Tuesday, 15 May 2012

Hwang Kee and his innovations

In my last post I explored one of Taekwondo`s great pioneers; Choi Hong Hi and his theory of power. This time I turn my attention to another of the great pioneers of Taekwondo namely Hwang Kee.

In the "Kukkiwon-deriative" Taekwondo-world Hwang Kee is almost unknown. In most texts he is sometimes mentioned in the history chapter as the man who founded Moo Duk Kwan in 1945 and that is just about it. I for one find Kukkiwons treatment of Taekwondo history perplexing at times. The official story in their Kukkiwon textbook almost leads people to believe that Taekwondo is thousands of years old and focuses a lot on the three kingdoms era untill the beginning of 1900s. The period from 1910 and onwards is not explained indepth just mentioning the schools that were founded in the 1940s onward that were going to be united and found Taekwondo.

Moo Duk Kwan was one of those schools and an important root of the present Kukkiwon system. I therefore find their treatment of history perplexing as they only spend about one or two sentences on a man that should be devoted a chapter (as should all the founders of the 9 original Kwan).

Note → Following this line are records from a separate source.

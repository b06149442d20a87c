// Container lifecycle: start, stop, rm

use clap::Args;

use super::common::{emit_line, match_prefix, resolve_container_id};
use crate::cli::Session;
use crate::cri::{Container, ContainerState};
use crate::errors::{CliError, CliResult};

#[derive(Args, Debug, Clone, Default)]
pub struct RmArgs {
    pub ids: Vec<String>,

    /// Stop running containers before removing them
    #[clap(short = 'f', long)]
    pub force: bool,

    /// Remove every container
    #[clap(short = 'a', long)]
    pub all: bool,
}

/// Start created containers, printing each id.
pub async fn handle_start(session: &Session, ids: &[String]) -> CliResult<u8> {
    let client = session.client().await?;
    for prefix in ids {
        let id = resolve_container_id(client, prefix).await?;
        client.start_container(&id).await?;
        emit_line(&id)?;
    }
    Ok(0)
}

/// Stop running containers with a grace period in seconds.
pub async fn handle_stop(session: &Session, ids: &[String], timeout: i64) -> CliResult<u8> {
    if timeout < 0 {
        return Err(CliError::InvalidArgument("--timeout must not be negative".into()));
    }

    let client = session.client().await?;
    // The call has to outlive the grace period.
    let stopper = match client.context().timeout() {
        Some(base) => client.with_timeout(Some(base + std::time::Duration::from_secs(timeout as u64))),
        None => client.clone(),
    };
    for prefix in ids {
        let id = resolve_container_id(client, prefix).await?;
        stopper.stop_container(&id, timeout).await?;
        emit_line(&id)?;
    }
    Ok(0)
}

/// Resolve `rm` arguments against one container listing.
fn removal_targets(all: Vec<Container>, args: &RmArgs) -> CliResult<Vec<Container>> {
    if args.all {
        return Ok(all);
    }
    let mut picked: Vec<Container> = Vec::new();
    for prefix in &args.ids {
        let id = match_prefix("container", all.iter().map(|c| c.id.as_str()), prefix)?;
        if picked.iter().any(|c| c.id == id) {
            continue;
        }
        if let Some(container) = all.iter().find(|c| c.id == id) {
            picked.push(container.clone());
        }
    }
    Ok(picked)
}

/// Remove containers; running ones need `--force`.
pub async fn handle_remove(session: &Session, args: &RmArgs) -> CliResult<u8> {
    if args.ids.is_empty() && !args.all {
        return Err(CliError::InvalidArgument("ID cannot be empty".into()));
    }

    let client = session.client().await?;
    let all = client.list_containers(None).await?;
    let targets = removal_targets(all, args)?;

    for container in targets {
        if container.state == ContainerState::ContainerRunning as i32 {
            if !args.force {
                return Err(CliError::InvalidArgument(format!(
                    "container {} is running, please stop it first or use --force",
                    container.id
                )));
            }
            client.stop_container(&container.id, 0).await?;
        }
        client.remove_container(&container.id).await?;
        emit_line(&container.id)?;
    }
    Ok(0)
}

#[cfg(test)]
mod tests {
    use super::*;

    fn listing() -> Vec<Container> {
        ["abc111", "abc222", "def333"]
            .into_iter()
            .map(|id| Container {
                id: id.into(),
                ..Default::default()
            })
            .collect()
    }

    fn rm(ids: &[&str]) -> RmArgs {
        RmArgs {
            ids: ids.iter().map(|id| id.to_string()).collect(),
            ..Default::default()
        }
    }

    #[test]
    fn prefixes_resolve_against_the_listing() {
        let targets = removal_targets(listing(), &rm(&["def", "abc1", "def333"])).unwrap();
        let ids: Vec<_> = targets.iter().map(|c| c.id.as_str()).collect();
        assert_eq!(ids, ["def333", "abc111"]);
    }

    #[test]
    fn ambiguous_prefix_removes_nothing() {
        let err = removal_targets(listing(), &rm(&["def", "abc"])).unwrap_err();
        assert!(err.to_string().contains("abc111"));
    }

    #[test]
    fn all_takes_the_whole_listing() {
        let args = RmArgs {
            all: true,
            ..Default::default()
        };
        assert_eq!(removal_targets(listing(), &args).unwrap().len(), 3);
    }
}
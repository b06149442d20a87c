// Loading of pod and container config files (JSON or YAML).

use std::path::Path;

use serde::de::DeserializeOwned;
use serde_json::{Map, Value};

use crate::errors::{CliError, CliResult};

/// Fields whose values are free-form string maps; their keys are user data.
const MAP_FIELDS: &[&str] = &["labels", "annotations", "sysctls", "unified", "labelSelector"];

/// Parse a config file. Keys may be snake_case (as in most published
/// examples) or camelCase; both map onto the same message fields.
pub fn load_config_file<T: DeserializeOwned>(path: &Path) -> CliResult<T> {
    let text = std::fs::read_to_string(path).map_err(|err| CliError::Config {
        path: path.to_path_buf(),
        message: err.to_string(),
    })?;
    parse_config(&text, path)
}

pub fn parse_config<T: DeserializeOwned>(text: &str, path: &Path) -> CliResult<T> {
    let invalid = |message: String| CliError::Config {
        path: path.to_path_buf(),
        message,
    };

    let is_json = path.extension().is_some_and(|ext| ext == "json");
    let raw: Value = if is_json {
        serde_json::from_str(text).map_err(|err| invalid(err.to_string()))?
    } else {
        serde_yaml::from_str(text).map_err(|err| invalid(err.to_string()))?
    };

    serde_json::from_value(normalize_keys(raw)).map_err(|err| invalid(err.to_string()))
}

fn normalize_keys(value: Value) -> Value {
    match value {
        Value::Object(map) => {
            let mut out = Map::with_capacity(map.len());
            for (key, value) in map {
                let key = camel_case(&key);
                let value = if MAP_FIELDS.contains(&key.as_str()) {
                    value
                } else {
                    normalize_keys(value)
                };
                out.insert(key, value);
            }
            Value::Object(out)
        }
        Value::Array(items) => Value::Array(items.into_iter().map(normalize_keys).collect()),
        other => other,
    }
}

fn camel_case(key: &str) -> String {
    let mut out = String::with_capacity(key.len());
    let mut upper = false;
    for ch in key.chars() {
        if ch == '_' {
            upper = true;
        } else if upper {
            out.extend(ch.to_uppercase());
            upper = false;
        } else {
            out.push(ch);
        }
    }
    out
}
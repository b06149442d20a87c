// Verb handlers. Each validates its flags before the first runtime call.

pub mod common;
pub mod config_file;
pub mod container;
pub mod create;
pub mod events;
pub mod exec;
pub mod image;
pub mod info;
pub mod lifecycle;
pub mod logs;
pub mod sandbox;
pub mod stats;
use std::error::Error;
use std::process::ExitCode;
use std::time::Duration;

use clap::Parser;
use critools::Cli;

/// Stdin readers may still be blocked when a session ends.
const RUNTIME_SHUTDOWN_GRACE: Duration = Duration::from_millis(100);

fn main() -> ExitCode {
    let cli = match Cli::try_parse() {
        Ok(cli) => cli,
        Err(err) => {
            let _ = err.print();
            return if err.use_stderr() {
                ExitCode::from(1)
            } else {
                ExitCode::SUCCESS
            };
        }
    };

    let runtime = match tokio::runtime::Builder::new_multi_thread()
        .enable_all()
        .build()
    {
        Ok(runtime) => runtime,
        Err(err) => {
            eprintln!("failed to start async runtime: {err}");
            return ExitCode::from(1);
        }
    };

    let result = runtime.block_on(critools::run(cli));
    runtime.shutdown_timeout(RUNTIME_SHUTDOWN_GRACE);

    match result {
        Ok(code) => ExitCode::from(code),
        Err(err) => {
            eprintln!("{}", describe(&err));
            ExitCode::from(err.exit_code())
        }
    }
}

/// The error followed by any cause not already part of its message.
fn describe(err: &dyn Error) -> String {
    let mut message = err.to_string();
    let mut source = err.source();
    while let Some(cause) = source {
        let text = cause.to_string();
        if !message.contains(&text) {
            message.push_str(": ");
            message.push_str(&text);
        }
        source = cause.source();
    }
    message
}
use std::fmt;

use gtmpl::{Context, Template, Value};

use crate::errors::{CliError, CliResult};

/// A validated Go `text/template`. The source is parsed once up front so
/// syntax errors surface before any call is made.
#[derive(Clone, PartialEq, Eq)]
pub struct GoTemplate {
    source: String,
}

impl GoTemplate {
    pub fn parse(source: &str) -> CliResult<Self> {
        if source.trim().is_empty() {
            return Err(CliError::TemplateParse("template is empty".into()));
        }
        compile(source)?;
        Ok(Self {
            source: source.to_string(),
        })
    }

    pub fn source(&self) -> &str {
        &self.source
    }

    pub fn render(&self, data: &serde_json::Value) -> CliResult<String> {
        let template = compile(&self.source)?;
        template
            .render(&Context::from(to_template_value(data)))
            .map_err(|err| CliError::InvalidArgument(format!("failed to execute template: {err}")))
    }
}

impl fmt::Debug for GoTemplate {
    fn fmt(&self, f: &mut fmt::Formatter<'_>) -> fmt::Result {
        f.debug_tuple("GoTemplate").field(&self.source).finish()
    }
}

fn compile(source: &str) -> CliResult<Template> {
    let mut template = Template::default();
    template
        .parse(source)
        .map_err(|err| CliError::TemplateParse(err.to_string()))?;
    Ok(template)
}

fn to_template_value(value: &serde_json::Value) -> Value {
    match value {
        serde_json::Value::Null => Value::Nil,
        serde_json::Value::Bool(b) => Value::Bool(*b),
        serde_json::Value::Number(n) => {
            if let Some(i) = n.as_i64() {
                Value::from(i)
            } else if let Some(u) = n.as_u64() {
                Value::from(u)
            } else {
                Value::from(n.as_f64().unwrap_or_default())
            }
        }
        serde_json::Value::String(s) => Value::String(s.clone()),
        serde_json::Value::Array(items) => {
            Value::Array(items.iter().map(to_template_value).collect())
        }
        serde_json::Value::Object(map) => Value::Map(
            map.iter()
                .map(|(key, value)| (key.clone(), to_template_value(value)))
                .collect(),
        ),
    }
}
// logs: read a container's CRI log file directly

use std::collections::HashMap;
use std::io::Write;
use std::time::Duration;

use chrono::{DateTime, FixedOffset, SecondsFormat, Utc};
use clap::Args;
use tokio::fs::File;
use tokio::io::{AsyncBufRead, AsyncBufReadExt, BufReader};
use tokio::time::{sleep, Instant};
use tracing::debug;

use super::common::{resolve_container_id, until_cancelled};
use crate::cli::Session;
use crate::cri::ContainerState;
use crate::errors::{CliError, CliResult};
use crate::grpc::CriClient;

const FOLLOW_POLL_INTERVAL: Duration = Duration::from_millis(200);
const STATE_CHECK_INTERVAL: Duration = Duration::from_secs(1);

#[derive(Args, Debug, Clone)]
pub struct LogsArgs {
    /// Container id or id prefix
    pub container: String,

    /// Keep streaming new output until the container exits
    #[clap(short = 'f', long)]
    pub follow: bool,

    /// Only print the last N lines
    #[clap(long)]
    pub tail: Option<usize>,

    /// Prefix every line with its timestamp
    #[clap(short = 't', long)]
    pub timestamps: bool,

    /// Only lines newer than a relative duration (5m) or RFC3339 time
    #[clap(long)]
    pub since: Option<String>,
}

#[derive(Debug, Clone, Copy, PartialEq, Eq, Hash)]
pub enum LogStream {
    Stdout,
    Stderr,
}

/// One physical line of a CRI log file.
#[derive(Debug, Clone, PartialEq)]
pub struct LogRecord {
    pub timestamp: DateTime<FixedOffset>,
    pub stream: LogStream,
    pub partial: bool,
    pub message: Vec<u8>,
}

/// A complete logical line, after partial records were joined.
#[derive(Debug, Clone, PartialEq)]
pub struct LogLine {
    pub timestamp: DateTime<FixedOffset>,
    pub stream: LogStream,
    pub message: Vec<u8>,
}

/// Parses `<rfc3339nano> <stdout|stderr> <P|F>[:tags] <message>`. Only the
/// header has to be text; the message is kept as the container wrote it.
pub fn parse_cri_line(line: &[u8]) -> Option<LogRecord> {
    let mut fields = line.splitn(4, |b| *b == b' ');
    let timestamp = DateTime::parse_from_rfc3339(std::str::from_utf8(fields.next()?).ok()?).ok()?;
    let stream = match fields.next()? {
        b"stdout" => LogStream::Stdout,
        b"stderr" => LogStream::Stderr,
        _ => return None,
    };
    let partial = match fields.next()?.split(|b| *b == b':').next()? {
        b"P" => true,
        b"F" => false,
        _ => return None,
    };
    Some(LogRecord {
        timestamp,
        stream,
        partial,
        message: fields.next().unwrap_or_default().to_vec(),
    })
}

/// Joins partial records per stream. A line keeps the timestamp of its
/// first fragment.
#[derive(Debug, Default)]
pub struct LineAssembler {
    pending: HashMap<LogStream, LogLine>,
}

impl LineAssembler {
    pub fn push(&mut self, record: LogRecord) -> Option<LogLine> {
        let line = match self.pending.remove(&record.stream) {
            Some(mut started) => {
                started.message.extend_from_slice(&record.message);
                started
            }
            None => LogLine {
                timestamp: record.timestamp,
                stream: record.stream,
                message: record.message,
            },
        };
        if record.partial {
            self.pending.insert(line.stream, line);
            None
        } else {
            Some(line)
        }
    }
}

/// `--since` accepts a relative duration or an absolute RFC 3339 time.
pub fn parse_since(raw: &str, now: DateTime<Utc>) -> CliResult<DateTime<Utc>> {
    if let Ok(relative) = humantime::parse_duration(raw) {
        let relative = chrono::Duration::from_std(relative)
            .map_err(|err| CliError::InvalidArgument(format!("invalid --since {raw:?}: {err}")))?;
        return Ok(now - relative);
    }
    DateTime::parse_from_rfc3339(raw)
        .map(|t| t.with_timezone(&Utc))
        .map_err(|_| {
            CliError::InvalidArgument(format!(
                "invalid --since {raw:?}: expected a duration like 5m or an RFC3339 time"
            ))
        })
}

struct LogSink {
    timestamps: bool,
    since: Option<DateTime<Utc>>,
}

impl LogSink {
    fn accepts(&self, line: &LogLine) -> bool {
        self.since.map_or(true, |since| line.timestamp >= since)
    }

    fn format(&self, line: &LogLine) -> Vec<u8> {
        let mut out = Vec::with_capacity(line.message.len() + 32);
        if self.timestamps {
            out.extend_from_slice(
                line.timestamp
                    .to_rfc3339_opts(SecondsFormat::Nanos, true)
                    .as_bytes(),
            );
            out.push(b' ');
        }
        out.extend_from_slice(&line.message);
        out.push(b'\n');
        out
    }

    fn write(&self, line: &LogLine) -> CliResult<()> {
        if !self.accepts(line) {
            return Ok(());
        }
        let bytes = self.format(line);
        match line.stream {
            LogStream::Stdout => {
                let mut out = std::io::stdout().lock();
                out.write_all(&bytes)?;
                out.flush()?;
            }
            LogStream::Stderr => {
                let mut err = std::io::stderr().lock();
                err.write_all(&bytes)?;
                err.flush()?;
            }
        }
        Ok(())
    }
}

/// Reads every complete line currently available. An unterminated trailing
/// line stays in `carry` until the writer finishes it. Lines are bytes, so
/// binary container output never stops the read.
pub async fn read_available<R>(reader: &mut R, carry: &mut Vec<u8>) -> CliResult<Vec<LogRecord>>
where
    R: AsyncBufRead + Unpin,
{
    let mut records = Vec::new();
    loop {
        let read = reader.read_until(b'\n', carry).await?;
        if read == 0 || carry.last() != Some(&b'\n') {
            return Ok(records);
        }
        let raw = std::mem::take(carry);
        let mut line = raw.as_slice();
        while let [rest @ .., b'\n' | b'\r'] = line {
            line = rest;
        }
        match parse_cri_line(line) {
            Some(record) => records.push(record),
            None => debug!(line = %String::from_utf8_lossy(line), "skipping malformed log line"),
        }
    }
}

async fn is_running(client: &CriClient, container_id: &str) -> CliResult<bool> {
    let status = client.container_status(container_id, false).await?;
    Ok(status
        .status
        .map_or(false, |s| s.state == ContainerState::ContainerRunning as i32))
}

/// Print a container's log. With `--follow` the file is polled until the
/// container stops or the user interrupts.
pub async fn handle_logs(session: &Session, args: &LogsArgs) -> CliResult<u8> {
    let since = args
        .since
        .as_deref()
        .map(|raw| parse_since(raw, Utc::now()))
        .transpose()?;
    let sink = LogSink {
        timestamps: args.timestamps,
        since,
    };

    let client = session.client().await?;
    let container_id = resolve_container_id(client, &args.container).await?;
    let status = client
        .container_status(&container_id, false)
        .await?
        .status
        .unwrap_or_default();
    if status.log_path.is_empty() {
        return Err(CliError::InvalidArgument(format!(
            "container {container_id:?} has no log path"
        )));
    }
    debug!(%container_id, log_path = %status.log_path, "reading container log");

    let mut reader = BufReader::new(File::open(&status.log_path).await?);
    let mut carry = Vec::new();
    let mut assembler = LineAssembler::default();

    let mut backlog: Vec<LogLine> = read_available(&mut reader, &mut carry)
        .await?
        .into_iter()
        .filter_map(|record| assembler.push(record))
        .filter(|line| sink.accepts(line))
        .collect();
    if let Some(tail) = args.tail {
        let skip = backlog.len().saturating_sub(tail);
        backlog.drain(..skip);
    }
    for line in &backlog {
        sink.write(line)?;
    }
    if !args.follow {
        return Ok(0);
    }

    let cancel = session.cancel_token();
    let mut last_check = Instant::now();
    let mut exited = false;
    loop {
        let records = read_available(&mut reader, &mut carry).await?;
        let idle = records.is_empty();
        for record in records {
            if let Some(line) = assembler.push(record) {
                sink.write(&line)?;
            }
        }
        if !idle {
            continue;
        }
        if exited {
            return Ok(0);
        }
        if last_check.elapsed() >= STATE_CHECK_INTERVAL {
            last_check = Instant::now();
            // One more drain after the container stops picks up its last lines.
            exited = !is_running(client, &container_id).await?;
            if exited {
                continue;
            }
        }
        until_cancelled(&cancel, sleep(FOLLOW_POLL_INTERVAL)).await?;
    }
}

#[cfg(test)]
mod tests {
    use super::*;

    #[test]
    fn parses_full_and_partial_records() {
        let full = parse_cri_line(b"2016-10-06T00:17:09.669794202Z stdout F hello world").unwrap();
        assert_eq!(full.stream, LogStream::Stdout);
        assert!(!full.partial);
        assert_eq!(full.message, b"hello world");

        let partial = parse_cri_line(b"2016-10-06T00:17:09.669794203Z stderr P:extra abc").unwrap();
        assert_eq!(partial.stream, LogStream::Stderr);
        assert!(partial.partial);
        assert_eq!(partial.message, b"abc");
    }

    #[test]
    fn empty_message_is_allowed() {
        let record = parse_cri_line(b"2016-10-06T00:17:09.669794202Z stdout F").unwrap();
        assert!(record.message.is_empty());
    }

    #[test]
    fn malformed_lines_are_rejected() {
        assert!(parse_cri_line(b"not a log line").is_none());
        assert!(parse_cri_line(b"2016-10-06T00:17:09Z stdin F x").is_none());
        assert!(parse_cri_line(b"2016-10-06T00:17:09Z stdout X x").is_none());
        assert!(parse_cri_line(b"\xff\xfe stdout F x").is_none());
    }

    #[test]
    fn partials_join_per_stream() {
        let mut assembler = LineAssembler::default();
        let lines = [
            "2016-10-06T00:17:09Z stdout P hel",
            "2016-10-06T00:17:10Z stderr F oops",
            "2016-10-06T00:17:11Z stdout F lo",
        ];
        let joined: Vec<LogLine> = lines
            .iter()
            .filter_map(|l| assembler.push(parse_cri_line(l.as_bytes()).unwrap()))
            .collect();
        assert_eq!(joined.len(), 2);
        assert_eq!(joined[0].message, b"oops");
        assert_eq!(joined[1].message, b"hello");
        assert_eq!(joined[1].timestamp.to_rfc3339(), "2016-10-06T00:17:09+00:00");
    }

    #[test]
    fn since_accepts_duration_and_timestamp() {
        let now = DateTime::parse_from_rfc3339("2024-01-01T00:10:00Z")
            .unwrap()
            .with_timezone(&Utc);
        assert_eq!(
            parse_since("5m", now).unwrap().to_rfc3339(),
            "2024-01-01T00:05:00+00:00"
        );
        assert_eq!(
            parse_since("2024-01-01T00:00:00Z", now).unwrap().to_rfc3339(),
            "2024-01-01T00:00:00+00:00"
        );
        assert!(matches!(
            parse_since("yesterday", now),
            Err(CliError::InvalidArgument(_))
        ));
    }

    #[test]
    fn timestamps_prefix_lines() {
        let sink = LogSink {
            timestamps: true,
            since: None,
        };
        let line = LogLine {
            timestamp: DateTime::parse_from_rfc3339("2016-10-06T00:17:09.5Z").unwrap(),
            stream: LogStream::Stdout,
            message: b"hi".to_vec(),
        };
        assert_eq!(sink.format(&line), b"2016-10-06T00:17:09.500000000Z hi\n");
    }

    #[tokio::test]
    async fn unterminated_line_waits_for_newline() {
        let data: &[u8] = b"2016-10-06T00:17:09Z stdout F one\n2016-10-06T00:17:10Z stdout F tw";
        let mut reader = BufReader::new(data);
        let mut carry = Vec::new();
        let records = read_available(&mut reader, &mut carry).await.unwrap();
        assert_eq!(records.len(), 1);
        assert_eq!(records[0].message, b"one");
        assert!(carry.ends_with(b"F tw"));
    }

    #[tokio::test]
    async fn binary_output_does_not_stop_reading() {
        let data: &[u8] = b"2016-10-06T00:17:09Z stdout F ok\n\
            2016-10-06T00:17:10Z stdout F bin\xff\x00\n\
            2016-10-06T00:17:11Z stderr F after\r\n";
        let mut reader = BufReader::new(data);
        let mut carry = Vec::new();
        let records = read_available(&mut reader, &mut carry).await.unwrap();

        assert_eq!(records.len(), 3);
        assert_eq!(records[1].message, b"bin\xff\x00");
        assert_eq!(records[2].stream, LogStream::Stderr);
        assert_eq!(records[2].message, b"after");
        assert!(carry.is_empty());

        let sink = LogSink {
            timestamps: false,
            since: None,
        };
        let line = LineAssembler::default().push(records[1].clone()).unwrap();
        assert_eq!(sink.format(&line), b"bin\xff\x00\n");
    }
}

This is post is just my small contribution on setting the record straight and honoring those that should be honored.
Before I go on to write a little about his martial arts experiences before founding the Moo Duk Kwan I think I should write that they are all unverified except for Hwang Kee`s own testimony. Nevertheless his final system was if not derived from his alleged training and studies at least strongly influenced by the arts he told he did study.

Taek Kyon influence
Hwang Kee was born in what is now the demilitarized zone between North and South Korea. He said in his books and interviews that he trained and mastered the art of Taek Kyon in his youth. Taek Kyon is in some circles believed to be the foundation of modern Taekwondo. Many of our more "spectecular" and circular kicking techniques, and modern sparring format seems to have its roots in Taek Kyon. If not directly then at least it has had some influence on it.

Kwon Bup / Quan Fa influence
In the 1930s Hwang travelled to Japanese controlled China (Manchuria) to work on a railroad there. While working he came into contact with one Yang Kuk Jin, a chinese Kwon Bup/Quan Fa practisioner. He studied Kwon Bup with Yang for one year. The studies circled around "Tam Tui" (chinese for "springing legs") and Yang family style Tai Chi.

Karate influence
In 1939 he moved back to Korea to work on the railroad there. While working for the Chosun Railroad Company (later renamed ministry of transportation in 1945) he got access to training facilities and the company library containing a few Karate books. He never stated in any of his writings or interviews what these books were except that they were Karate books but many things points to the early writings of Gichin Funakoshi. His books were most readily available, and the forms (Kata in Japanese/ Hyung in Korean) taught in early Moo Duk Kwan were the same as those covered in Funakoshi`s writings. Also the teaching order of the Hyung in Moo Duk Kwan were the same as early Shotokan Karate.

Another pioneer of Taekwondo; Lee Won Kuk founder of the Chung Do Kwan stated in numerous interviews that Hwang Kee studied with him in the Chung Do Kwan in the 1940s. This fact as well as the Karate books Hwang studied explains why early Moo Duk Kwan followed Shotkan methods so closely. Lee Won Kuk was a direct student of Funakoshi. Lee Won Kuk did say that Hwang never even got a intermidiate belt ranking in his Chung Do Kwan indicating that the training Hwang did was sporadicly at best.

Hwang did associate himself with numerous highly ranked Chung Do Kwan students and instructors, as well as being a friend of the founder of Chang Moo Kwan (who also studied Chinese as well as Japanese martial arts), and the man who reopened Yun Moo Kwan as Ji Do Kwan Youn Kwae Byong. It is possible that Hwang trained and exchanged knowledge with any or all of them.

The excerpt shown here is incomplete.